Guerre commerciale entre les Etats-Unis et la Chine: Quelles conséquences pour l’Europe?
NEGOCIATIONS L’Europe a très peu à gagner du conflit en cours entre les deux grandes puissances
- La guerre commerciale entre les Etats-Unis et la Chine a franchi une nouvelle étape avec les lourdes menaces qui pèsent sur Huawei.
- L’Europe se retrouve plongée dans un conflit où elle n’a pas son mot à dire.
- Les conséquences économiques pourraient être encore plus grandes si la guerre commerciale touchait directement l’UE.
L’affrontement commercial entre la Chine et les Etats-Unis commence à sérieusement inquiéter les autres grandes économies. Depuis 2018, les deux pays se livrent à une surenchère sur les droits de douane. Le schéma est simple : Donald Trump annonce qu’il taxe un produit exporté depuis la Chine, et cette dernière réplique en taxant à son tour un produit américain.
Le dernier épisode en date a été encore plus significatif, avec l’interdiction faite aux entreprises américaines de fournir (en composants ou en logiciels) le fabricant de smartphones Huawei. Même si un sursis a été accordé par Donald Trump, une telle décision pourrait être très lourde de conséquences d’ici à quelques mois pour les consommateurs qui possèdent un téléphone de la marque chinoise. Ils risquent de se retrouver avec un appareil difficile à mettre à jour. Les futurs modèles seraient même privés des applications Google (Gmail, Maps, etc).
Risques sur le pouvoir d’achat
Cet exemple montre que les tensions commerciales entre les deux grandes puissances mondiales affectent directement l’Europe et la France : environ 20 % des smartphones vendus dans l’Hexagone sont des Huawei. Au-delà de ce secteur, c’est le dynamisme tout entier de l’économie européenne qui se retrouve menacé.
Comme l’expliquait mardi Laurence Boone, cheffe économiste de l’OCDE, « le climat incertain et très délétère pour les investissements, pour la confiance, commence à créer des tensions sur les prix, ce qui, forcément, va commencer à éroder le pouvoir d’achat dans un contexte où les salaires n’augmentent pas très rapidement ». Pas forcément une bonne nouvelle, lorsque l’on sait que la question du pouvoir d’achat est l’une des principales préoccupations des Français.

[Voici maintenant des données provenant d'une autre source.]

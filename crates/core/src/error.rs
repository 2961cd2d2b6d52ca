use thiserror::Error;

#[derive(Debug, Error)]
pub enum CoreError {
    #[error("invalid date range: {0}")]
    InvalidDateRange(String),
    #[error("invalid community name: {0}")]
    InvalidCommunity(String),
}
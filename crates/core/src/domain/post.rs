use serde::{Deserialize, Deserializer, Serialize};
use serde_json::{Map, Value};

use crate::types::FieldFilter;

/// Fields that go stale in the archive and can be overwritten from the live
/// platform API after collection.
pub const VOLATILE_FIELDS: [&str; 10] = [
    "locked",
    "num_comments",
    "num_crossposts",
    "over_18",
    "pinned",
    "score",
    "selftext",
    "spoiler",
    "stickied",
    "subreddit_subscribers",
];

/// A single post as returned by the archive listing. The attributes the
/// pipeline needs are typed; everything else rides along verbatim in
/// `fields` so the record serializes back to the source object.
#[derive(Debug, Clone, Serialize, Deserialize)]
pub struct PostRecord {
    pub id: String,
    #[serde(deserialize_with = "epoch_seconds")]
    pub created_utc: i64,
    #[serde(flatten)]
    pub fields: Map<String, Value>,
}

impl PostRecord {
    /// Platform fullname of a submission, the form the live info endpoint
    /// expects.
    pub fn fullname(&self) -> String {
        format!("t3_{}", self.id)
    }

    /// Flatten the record to an output object, keeping only whitelisted keys
    /// when a filter is given. `id` and `created_utc` count as ordinary keys
    /// for filtering purposes.
    pub fn to_output_value(&self, filter: Option<&FieldFilter>) -> Value {
        let allows = |key: &str| filter.is_none_or(|f| f.allows(key));
        let mut object = Map::new();
        if allows("id") {
            object.insert("id".to_string(), Value::String(self.id.clone()));
        }
        if allows("created_utc") {
            object.insert("created_utc".to_string(), Value::from(self.created_utc));
        }
        for (key, value) in &self.fields {
            if allows(key) {
                object.insert(key.clone(), value.clone());
            }
        }
        Value::Object(object)
    }

    /// Overwrite volatile fields from a live API object. Only keys already
    /// present on the record are touched.
    pub fn apply_live_fields(&mut self, live: &Map<String, Value>) {
        for key in VOLATILE_FIELDS {
            if !self.fields.contains_key(key) {
                continue;
            }
            if let Some(value) = live.get(key) {
                self.fields.insert(key.to_string(), value.clone());
            }
        }
    }
}

/// The archive emits creation times as integral or fractional epoch seconds;
/// accept both, truncating toward zero.
fn epoch_seconds<'de, D>(deserializer: D) -> Result<i64, D::Error>
where
    D: Deserializer<'de>,
{
    let value = Value::deserialize(deserializer)?;
    let Value::Number(number) = &value else {
        return Err(serde::de::Error::custom(format!(
            "created_utc is not a number: {value}"
        )));
    };
    if let Some(seconds) = number.as_i64() {
        return Ok(seconds);
    }
    number
        .as_f64()
        .map(|seconds| seconds as i64)
        .ok_or_else(|| serde::de::Error::custom(format!("created_utc out of range: {number}")))
}
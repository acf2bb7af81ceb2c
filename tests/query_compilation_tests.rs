//! Query Compilation Tests
//!
//! End-to-end statement compilation: parameter ordering across clauses,
//! union composition, deep-copy clone semantics and the aggregate
//! helpers that run through the engine.

mod common;

use common::{int, row, ScriptedExecutor};
use grappelli::{
	Engine, Error, ModelMeta, ModelRegistry, QueryBuilder, SqlValue,
};
use std::sync::Arc;

#[test]
fn test_parameters_are_numbered_across_every_clause() {
	let (sql, params) = QueryBuilder::table("orders")
		.select(["user_id", "SUM(total) AS spent"])
		.filter("status", "=", "paid")
		.filter_between("placed_at", 10i64, 20i64)
		.group_by(["user_id"])
		.having("SUM(total)", ">", 100i64)
		.compile()
		.unwrap();
	assert_eq!(
		sql,
		"SELECT user_id, SUM(total) AS spent FROM orders \
		 WHERE status = $1 AND placed_at BETWEEN $2 AND $3 \
		 GROUP BY user_id HAVING SUM(total) > $4"
	);
	assert_eq!(
		params,
		vec![
			SqlValue::Text("paid".into()),
			SqlValue::Integer(10),
			SqlValue::Integer(20),
			SqlValue::Integer(100),
		]
	);
}

#[test]
fn test_union_parameters_continue_across_branches() {
	let branch = QueryBuilder::table("guests").filter_in(
		"region",
		vec![SqlValue::Text("eu".into()), SqlValue::Text("us".into())],
	);
	let (sql, params) = QueryBuilder::table("users")
		.filter("active", "=", true)
		.union(branch)
		.order_by_desc("id")
		.offset(5)
		.compile()
		.unwrap();
	assert_eq!(
		sql,
		"SELECT * FROM users WHERE active = $1 \
		 UNION SELECT * FROM guests WHERE region IN ($2, $3) \
		 ORDER BY id DESC OFFSET 5"
	);
	assert_eq!(params.len(), 3);
}

#[test]
fn test_nested_union_branches_compile_flat() {
	let inner = QueryBuilder::table("c").filter("x", "=", 3i64);
	let middle = QueryBuilder::table("b")
		.filter("x", "=", 2i64)
		.union_all(inner);
	let (sql, params) = QueryBuilder::table("a")
		.filter("x", "=", 1i64)
		.union(middle)
		.compile()
		.unwrap();
	assert_eq!(
		sql,
		"SELECT * FROM a WHERE x = $1 \
		 UNION SELECT * FROM b WHERE x = $2 \
		 UNION ALL SELECT * FROM c WHERE x = $3"
	);
	assert_eq!(params.len(), 3);
}

#[test]
fn test_clone_is_a_deep_copy_of_trees_and_branches() {
	let original = QueryBuilder::table("users")
		.filter("age", ">", 18i64)
		.union(QueryBuilder::table("guests").filter("age", ">", 21i64));
	let compiled = original.compile().unwrap();

	let clone = original.clone();
	assert_eq!(clone.compile().unwrap(), compiled);

	// Mutating the clone (including inside a union branch) never
	// touches the original's compiled output
	let _mutated = clone
		.filter_group(|g| {
			g.and_null("deleted_at");
		})
		.union_all(QueryBuilder::table("bots"));
	assert_eq!(original.compile().unwrap(), compiled);
}

#[test]
fn test_distinct_select_with_limit_and_offset() {
	let (sql, _) = QueryBuilder::table("events")
		.select(["kind"])
		.distinct()
		.order_by("kind")
		.limit(100)
		.offset(200)
		.compile()
		.unwrap();
	assert_eq!(
		sql,
		"SELECT DISTINCT kind FROM events ORDER BY kind ASC LIMIT 100 OFFSET 200"
	);
}

#[test]
fn test_raw_having_fragment_is_guarded() {
	let result = QueryBuilder::table("orders")
		.group_by(["user_id"])
		.having_raw("SUM(total) > ?; TRUNCATE orders", vec![SqlValue::Integer(10)])
		.compile();
	assert!(matches!(result, Err(Error::ReadOnlyViolation(_))));
}

#[tokio::test]
async fn test_count_strips_ordering_and_reads_the_aggregate() {
	let registry = Arc::new(ModelRegistry::new());
	registry.register(ModelMeta::new("Author", "authors"));
	let engine = Engine::new(registry);
	let executor = Arc::new(ScriptedExecutor::new());
	engine.set_executor(executor.clone());
	executor.push_rows(vec![row(&[("aggregate", int(42))])]);

	let builder = engine
		.query("Author")
		.unwrap()
		.filter("name", "LIKE", "a%")
		.order_by("name")
		.limit(10);
	let count = engine.count(&builder).await.unwrap();

	assert_eq!(count, 42);
	assert_eq!(
		executor.calls()[0].0,
		"SELECT COUNT(*) AS aggregate FROM authors WHERE name LIKE $1"
	);
}

#[tokio::test]
async fn test_exists_is_a_counted_probe() {
	let registry = Arc::new(ModelRegistry::new());
	registry.register(ModelMeta::new("Author", "authors"));
	let engine = Engine::new(registry);
	let executor = Arc::new(ScriptedExecutor::new());
	engine.set_executor(executor.clone());
	executor.push_rows(vec![row(&[("aggregate", int(0))])]);

	let builder = engine.query("Author").unwrap().filter("id", "=", 7i64);
	assert!(!engine.exists(&builder).await.unwrap());
}

#[tokio::test]
async fn test_fetch_first_applies_a_limit() {
	let registry = Arc::new(ModelRegistry::new());
	registry.register(ModelMeta::new("Author", "authors"));
	let engine = Engine::new(registry);
	let executor = Arc::new(ScriptedExecutor::new());
	engine.set_executor(executor.clone());
	executor.push_rows(vec![row(&[("id", int(1))])]);

	let first = engine
		.fetch_first(&engine.query("Author").unwrap().order_by("id"))
		.await
		.unwrap();

	assert!(first.is_some());
	assert_eq!(
		executor.calls()[0].0,
		"SELECT * FROM authors ORDER BY id ASC LIMIT 1"
	);
}
/// Base query for a related model: soft-delete scoped, restricted to the
/// requested columns (plus the key columns matching needs), refined by
/// the caller's callback
fn base_query(
	engine: &Arc<Engine>,
	related_meta: &Arc<ModelMeta>,
	columns: Option<&[String]>,
	required: &[&str],
	refine: Option<&RefineFn>,
) -> QueryBuilder {
	let mut builder = QueryBuilder::table(related_meta.table().to_string())
		.with_model_context(Arc::clone(engine.registry()), Arc::clone(related_meta));
	if let Some(requested) = columns {
		let mut selected: Vec<String> = requested.to_vec();
		for needed in required.iter().copied().chain([related_meta.primary_key()]) {
			if !selected.iter().any(|c| c.as_str() == needed) {
				selected.push(needed.to_string());
			}
		}
		builder = builder.select(selected);
	}
	if let Some(refine) = refine {
		builder = refine(builder);
	}
	builder
}

// ----------------------------------------------------------------------
// Grouping and assignment
// ----------------------------------------------------------------------

/// Hydrate rows and group the handles by the value of `match_column`
fn group_by_column(
	model: &str,
	rows: Vec<QueryRow>,
	match_column: &str,
) -> (HashMap<KeyValue, Vec<InstanceHandle>>, Vec<InstanceHandle>) {
	let mut map: HashMap<KeyValue, Vec<InstanceHandle>> = HashMap::new();
	let mut all = Vec::new();
	for row in rows {
		let key = row.key(match_column);
		let handle = ModelInstance::from_row(model, row).into_handle();
		all.push(Arc::clone(&handle));
		if let Some(key) = key {
			map.entry(key).or_default().push(handle);
		}
	}
	(map, all)
}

Des effets difficiles à prévoir
D’autres conséquences du conflit commercial sont aussi à craindre. « Il peut y avoir deux grands impacts pour l’Europe, analyse Philippe Martin, président délégué du CAE et professeur d’économie à Sciences-Po. D’abord, lorsque les Etats-Unis mettent des tarifs contre la Chine, les exportations chinoises se réorientent vers l’UE. C’est quelque chose qu’on a déjà observé dans le passé. Ce serait plutôt négatif pour nous, puisque ce serait une forme de dumping [vente à bas prix de produits afin de conquérir le marché]. »
Le deuxième impact serait plus positif, puisque les produits européens non touchés par les tarifs douaniers deviendraient plus compétitifs. « Potentiellement, l’Europe pourrait exporter plus vers la Chine et les Etats-Unis, poursuit Philippe Martin. Mais cela dépendra des secteurs et ce ne sera pas forcément facile de se substituer aux entreprises chinoises ou américaines. Pour l’instant, on ne sait pas très bien quantifier cet effet. »
Une puissance de négociation amoindrie
Pour se sortir de cette situation, des négociations pourraient s’engager au niveau international. Mais là encore, l’Europe part avec un handicap. « En Europe, chacun essaie de trouver une solution de son côté, remarque Philippe Waechter, chef économiste d’Ostrum AM. Quand Jean-Claude Juncker (président de la Commission européenne) va discuter avec Trump, c’est surtout pour évoquer les voitures allemandes. Il n’y a pas de vrai représentant économique qui porte clairement la voix de l’Europe tout entière. Cela donne l’impression d’une mosaïque d’intérêts ».
Cette incapacité à parler d’une seule voix et à peser n’est pas sans risques. « L’un des scénarios, en cas d’accord bilatéral entre les Etats-Unis et la Chine, c’est que l’Europe soit mise de côté, analyse Philippe Martin. Par exemple, les Chinois pourraient décider d’acheter plus de Boeing et moins d’Airbus. »
L’avenir économique pourrait même s’assombrir davantage si la guerre commerciale touchait directement l’Europe. Selon un scénario élaboré par le Conseil d’analyse économique (CAE) en juillet 2018, dans le cas d’une hausse brutale des tarifs douaniers (qui passeraient par exemple de 3 % à 63 % entre l’UE et les Etats-Unis), la France pourrait perdre jusqu’à 3 points de PIB, « soit une perte annuelle moyenne de 1.125 euros par habitant en France ».